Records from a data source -

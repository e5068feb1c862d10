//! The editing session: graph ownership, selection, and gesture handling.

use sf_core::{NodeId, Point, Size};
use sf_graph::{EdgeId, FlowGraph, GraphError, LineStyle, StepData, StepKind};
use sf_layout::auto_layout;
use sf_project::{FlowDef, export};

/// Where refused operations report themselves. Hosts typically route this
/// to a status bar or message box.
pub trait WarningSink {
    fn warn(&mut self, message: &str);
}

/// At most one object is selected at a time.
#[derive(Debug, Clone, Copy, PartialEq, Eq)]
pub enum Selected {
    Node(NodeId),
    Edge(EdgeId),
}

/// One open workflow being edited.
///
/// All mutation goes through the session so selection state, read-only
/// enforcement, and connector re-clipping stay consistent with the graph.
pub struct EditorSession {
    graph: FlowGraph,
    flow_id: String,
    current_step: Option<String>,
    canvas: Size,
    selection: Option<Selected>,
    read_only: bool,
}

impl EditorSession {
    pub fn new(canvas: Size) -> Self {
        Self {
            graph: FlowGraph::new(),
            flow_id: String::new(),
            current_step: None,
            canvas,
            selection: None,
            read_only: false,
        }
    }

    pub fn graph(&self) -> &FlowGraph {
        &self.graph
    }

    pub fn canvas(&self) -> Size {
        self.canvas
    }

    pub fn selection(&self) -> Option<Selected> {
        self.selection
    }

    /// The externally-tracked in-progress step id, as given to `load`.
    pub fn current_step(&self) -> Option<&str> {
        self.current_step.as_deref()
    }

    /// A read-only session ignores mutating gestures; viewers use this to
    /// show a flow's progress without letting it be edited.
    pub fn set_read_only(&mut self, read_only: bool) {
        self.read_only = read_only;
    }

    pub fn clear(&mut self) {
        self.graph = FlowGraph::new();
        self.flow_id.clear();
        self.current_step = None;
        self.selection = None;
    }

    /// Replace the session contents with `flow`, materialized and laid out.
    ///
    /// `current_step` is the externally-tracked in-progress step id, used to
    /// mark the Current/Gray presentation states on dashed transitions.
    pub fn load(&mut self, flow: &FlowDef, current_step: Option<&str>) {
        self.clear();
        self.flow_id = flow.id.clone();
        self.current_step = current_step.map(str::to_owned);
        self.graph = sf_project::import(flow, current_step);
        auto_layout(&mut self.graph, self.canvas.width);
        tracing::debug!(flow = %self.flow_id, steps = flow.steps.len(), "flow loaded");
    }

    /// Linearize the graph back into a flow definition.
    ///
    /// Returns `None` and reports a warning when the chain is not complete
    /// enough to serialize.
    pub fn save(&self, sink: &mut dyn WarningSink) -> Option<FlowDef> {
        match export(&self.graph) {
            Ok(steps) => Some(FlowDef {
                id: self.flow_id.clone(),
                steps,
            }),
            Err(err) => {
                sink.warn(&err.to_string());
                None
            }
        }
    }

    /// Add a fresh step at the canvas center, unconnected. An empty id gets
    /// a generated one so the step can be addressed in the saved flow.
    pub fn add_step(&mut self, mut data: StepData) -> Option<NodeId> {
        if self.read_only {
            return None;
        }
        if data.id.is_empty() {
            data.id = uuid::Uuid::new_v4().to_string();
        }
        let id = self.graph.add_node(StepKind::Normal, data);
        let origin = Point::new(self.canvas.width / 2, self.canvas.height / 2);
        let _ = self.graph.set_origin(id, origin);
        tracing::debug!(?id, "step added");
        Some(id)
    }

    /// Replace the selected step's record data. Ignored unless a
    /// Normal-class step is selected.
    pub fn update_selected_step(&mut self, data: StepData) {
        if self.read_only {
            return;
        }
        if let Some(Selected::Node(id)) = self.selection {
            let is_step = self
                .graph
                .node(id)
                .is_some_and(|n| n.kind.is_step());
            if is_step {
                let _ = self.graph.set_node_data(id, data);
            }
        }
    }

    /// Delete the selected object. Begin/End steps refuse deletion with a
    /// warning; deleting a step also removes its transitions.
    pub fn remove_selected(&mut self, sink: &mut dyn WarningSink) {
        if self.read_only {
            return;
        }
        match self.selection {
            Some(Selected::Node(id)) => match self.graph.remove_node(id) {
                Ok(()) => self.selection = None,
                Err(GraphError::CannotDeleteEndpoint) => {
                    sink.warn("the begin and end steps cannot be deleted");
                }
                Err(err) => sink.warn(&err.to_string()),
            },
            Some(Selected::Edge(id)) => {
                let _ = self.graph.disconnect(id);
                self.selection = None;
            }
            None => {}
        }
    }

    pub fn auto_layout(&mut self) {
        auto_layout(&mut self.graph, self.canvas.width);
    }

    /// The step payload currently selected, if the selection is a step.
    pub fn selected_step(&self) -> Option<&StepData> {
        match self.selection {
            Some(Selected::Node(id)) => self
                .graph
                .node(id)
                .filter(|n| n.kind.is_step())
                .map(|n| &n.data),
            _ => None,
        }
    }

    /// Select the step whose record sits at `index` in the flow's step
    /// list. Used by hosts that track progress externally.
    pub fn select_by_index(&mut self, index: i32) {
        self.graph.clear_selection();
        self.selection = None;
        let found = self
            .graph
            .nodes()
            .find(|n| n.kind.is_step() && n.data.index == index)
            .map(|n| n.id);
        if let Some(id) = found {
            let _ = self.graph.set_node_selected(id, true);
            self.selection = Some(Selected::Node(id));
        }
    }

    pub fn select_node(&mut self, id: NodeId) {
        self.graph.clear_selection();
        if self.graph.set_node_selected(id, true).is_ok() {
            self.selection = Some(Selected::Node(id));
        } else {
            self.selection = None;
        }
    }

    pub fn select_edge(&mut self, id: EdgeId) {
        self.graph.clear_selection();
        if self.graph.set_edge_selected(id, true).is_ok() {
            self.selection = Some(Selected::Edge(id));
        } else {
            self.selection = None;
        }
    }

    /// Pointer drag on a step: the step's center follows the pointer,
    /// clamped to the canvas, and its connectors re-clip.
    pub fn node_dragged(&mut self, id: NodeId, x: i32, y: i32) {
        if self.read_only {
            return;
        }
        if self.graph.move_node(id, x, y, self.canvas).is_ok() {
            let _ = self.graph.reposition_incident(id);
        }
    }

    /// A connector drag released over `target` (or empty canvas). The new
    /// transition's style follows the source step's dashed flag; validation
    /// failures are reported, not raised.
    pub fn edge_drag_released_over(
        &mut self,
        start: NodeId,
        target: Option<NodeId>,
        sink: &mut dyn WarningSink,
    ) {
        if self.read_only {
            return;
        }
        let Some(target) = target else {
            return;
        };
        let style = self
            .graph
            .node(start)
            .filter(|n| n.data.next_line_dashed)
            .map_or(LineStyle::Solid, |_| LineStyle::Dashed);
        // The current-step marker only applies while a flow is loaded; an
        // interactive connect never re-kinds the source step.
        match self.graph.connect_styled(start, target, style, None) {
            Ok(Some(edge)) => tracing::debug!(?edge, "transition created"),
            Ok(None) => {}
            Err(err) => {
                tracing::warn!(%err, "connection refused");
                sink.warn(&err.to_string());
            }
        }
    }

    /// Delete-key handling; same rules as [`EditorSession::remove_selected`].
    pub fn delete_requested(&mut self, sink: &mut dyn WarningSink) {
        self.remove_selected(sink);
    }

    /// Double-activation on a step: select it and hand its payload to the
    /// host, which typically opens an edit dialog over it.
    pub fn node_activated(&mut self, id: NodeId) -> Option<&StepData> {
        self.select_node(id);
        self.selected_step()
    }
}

Problem to solve - When the word "export" shows up in a line of the entries, report that line.

Final answer -
use sf_project::{FlowDef, export};
        match export(&self.graph) {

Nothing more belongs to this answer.